Il passaggio successivo era trovare un ‘titolo’, che signfica stabilire quanto siero ci fosse nei pazienti guariti e quale diluizione di siero era in grado di uccidere il virus in coltura.
«È necessario quindi il passaggio della titolazione del siero, dando la stessa dose del ‘siero potente’ a tutti – ha confermato Baldanti – Prima di tutto abbiamo cercato di calcolare il potere neutralizzante del siero. Tutto ciò è stato fatto a sole tre settimane dall’inizio dell’epidemia.

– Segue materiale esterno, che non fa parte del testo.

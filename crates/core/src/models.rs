//! # Inquiry Models
//!
//! Centralized completion-backend configuration. Stage handlers never see
//! these types; the coordinator turns a [`ModelConfig`] into a
//! [`CompletionBackend`] once and reuses it for every stage.

use serde::{Deserialize, Serialize};
use std::sync::Arc;

use crate::llm::gemini::DEFAULT_GEMINI_URL;
use crate::llm::local::DEFAULT_LOCAL_URL;
use crate::llm::{BackendError, CompletionBackend, GeminiBackend, LocalBackend};

/// Supported completion backends
///
/// - Local: any OpenAI-chat-compatible server (Ollama by default)
/// - Gemini: hosted API with search grounding - `GEMINI_API_KEY`
#[derive(Debug, Clone, Copy, Serialize, Deserialize, Default, PartialEq, Eq)]
#[serde(rename_all = "lowercase")]
pub enum LlmProvider {
    #[default]
    Local,
    Gemini,
}

impl LlmProvider {
    /// Get all available providers
    pub fn all() -> Vec<LlmProvider> {
        vec![LlmProvider::Local, LlmProvider::Gemini]
    }

    /// Display name for UI
    pub fn display_name(&self) -> &'static str {
        match self {
            LlmProvider::Local => "Local LLM",
            LlmProvider::Gemini => "Gemini",
        }
    }

    pub fn default_model(&self) -> &'static str {
        match self {
            LlmProvider::Local => "local-model",
            LlmProvider::Gemini => "gemini-2.5-flash",
        }
    }

    pub fn default_base_url(&self) -> &'static str {
        match self {
            LlmProvider::Local => DEFAULT_LOCAL_URL,
            LlmProvider::Gemini => DEFAULT_GEMINI_URL,
        }
    }

    /// Whether the backend can augment Search with its own web search
    pub fn supports_grounding(&self) -> bool {
        matches!(self, LlmProvider::Gemini)
    }
}

impl std::str::FromStr for LlmProvider {
    type Err = BackendError;

    fn from_str(s: &str) -> Result<Self, Self::Err> {
        match s.trim().to_ascii_lowercase().as_str() {
            "local" | "ollama" | "openai" => Ok(LlmProvider::Local),
            "gemini" | "google" => Ok(LlmProvider::Gemini),
            other => Err(BackendError::Configuration(format!(
                "unknown provider '{}'",
                other
            ))),
        }
    }
}

/// Configuration for completion backend selection
///
/// ## Example
/// ```rust,ignore
/// use inquiry_core::models::{ModelConfig, LlmProvider};
///
/// let config = ModelConfig::with_provider(LlmProvider::Gemini, "gemini-2.5-flash");
/// let backend = config.create_backend()?;
/// ```
#[derive(Debug, Clone, PartialEq, Serialize, Deserialize)]
pub struct ModelConfig {
    #[serde(default)]
    pub provider: LlmProvider,
    pub model: String,
    /// Endpoint override; local servers take the full chat-completions URL
    #[serde(default)]
    pub base_url: Option<String>,
    #[serde(default = "default_temperature")]
    pub temperature: f32,
    #[serde(default = "default_top_p")]
    pub top_p: f32,
}

fn default_temperature() -> f32 {
    0.5
}

fn default_top_p() -> f32 {
    0.95
}

impl Default for ModelConfig {
    fn default() -> Self {
        Self::with_provider(LlmProvider::Local, LlmProvider::Local.default_model())
    }
}

impl ModelConfig {
    /// Create config for a specific provider
    pub fn with_provider(provider: LlmProvider, model: impl Into<String>) -> Self {
        Self {
            provider,
            model: model.into(),
            base_url: None,
            temperature: default_temperature(),
            top_p: default_top_p(),
        }
    }

    /// Set base URL
    pub fn with_base_url(mut self, url: impl Into<String>) -> Self {
        self.base_url = Some(url.into());
        self
    }

    /// Effective endpoint for the provider
    pub fn endpoint(&self) -> &str {
        self.base_url
            .as_deref()
            .unwrap_or_else(|| self.provider.default_base_url())
    }

    /// Create the completion backend for the configured provider
    pub fn create_backend(&self) -> Result<Arc<dyn CompletionBackend>, BackendError> {
        match self.provider {
            LlmProvider::Local => Ok(Arc::new(LocalBackend::new(self.endpoint()))),
            LlmProvider::Gemini => Ok(Arc::new(
                GeminiBackend::from_env(self.endpoint())?.with_top_p(self.top_p),
            )),
        }
    }
}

Per poter immaginare di usare il plasma a scopo terapeutico bisognava caratterizzare il plasma dei guariti sulla base del potere di neutralizzazione che il plasma stesso aveva: saltare questo passaggio avrebbe portato a risultati sconfortanti».
Una volta stabilito qual è il plasma da raccogliere con il titolo, bisogna capire come prelevarlo in sicurezza e rapidamente. «E questo è possibile grazie ai separatori cellulari – ha dichiarato Cesare Perotti, direttore del servizio di immunoematologia del San Matteo -. Chi si siede convalescente a donare il plasma deve garantire la sicurezza di avere in circolo gli anticorpi. Viene sottoposto quindi a un percorso di triage; c’è un lavoro di rintracciamento del soggetto, e un arruolamento con visita medica, che garantisca anche la sicurezza del donatore. Dal paziente convalescente in 35-40 minuti si riesce a ottenere una quantità di plasma di circa 600 ml». La quantità ottimale è infatti di 300 ml e da un paziente si prelevano due dosi di plasma utili. «Una terapia solidale che si può svolgere in tutta sicurezza grazie ad apparecchiature a disposizione di qualsiasi centro in Lombardia», ha proseguito Perotti.
«Si tratta di uno studio pilota – ha aggiunto Raffaele Bruno, direttore di Malattie infettive del San Matteo -. Sono stati arruolati pazienti con più di 18 anni con determinate caratteristiche: tampone positivo, non avere stress respiratori tali da necessitare di supporto di ossigeno, rx torace positivo e altre caratteristiche respiratorie peculiari». In tutto sono stati arruolati 46 pazienti, tutti tra Mantova e Pavia, e soltanto uno fuori Regione, a Novara.
«Questo protocollo sarà a disposizione del Paese – ha detto l’assessore regionale al Welfare Giulio Gallera – La nostra ricerca sui test sierologici ha anche lo scopo di individuare i pazienti con plasma iperimmune. Da oggi lanciamo anche la banca del plasma iperimmune: una volta definito un protocollo, inizieremo la raccolta di sangue e di plasma, partendo dai tanti guariti che abbiamo. Verificheremo le condizioni anche sui donatori Avis. Metteremo a disposizione un modello di utilizzo ampio per i nostri concittadini, da qui a qualche settimana».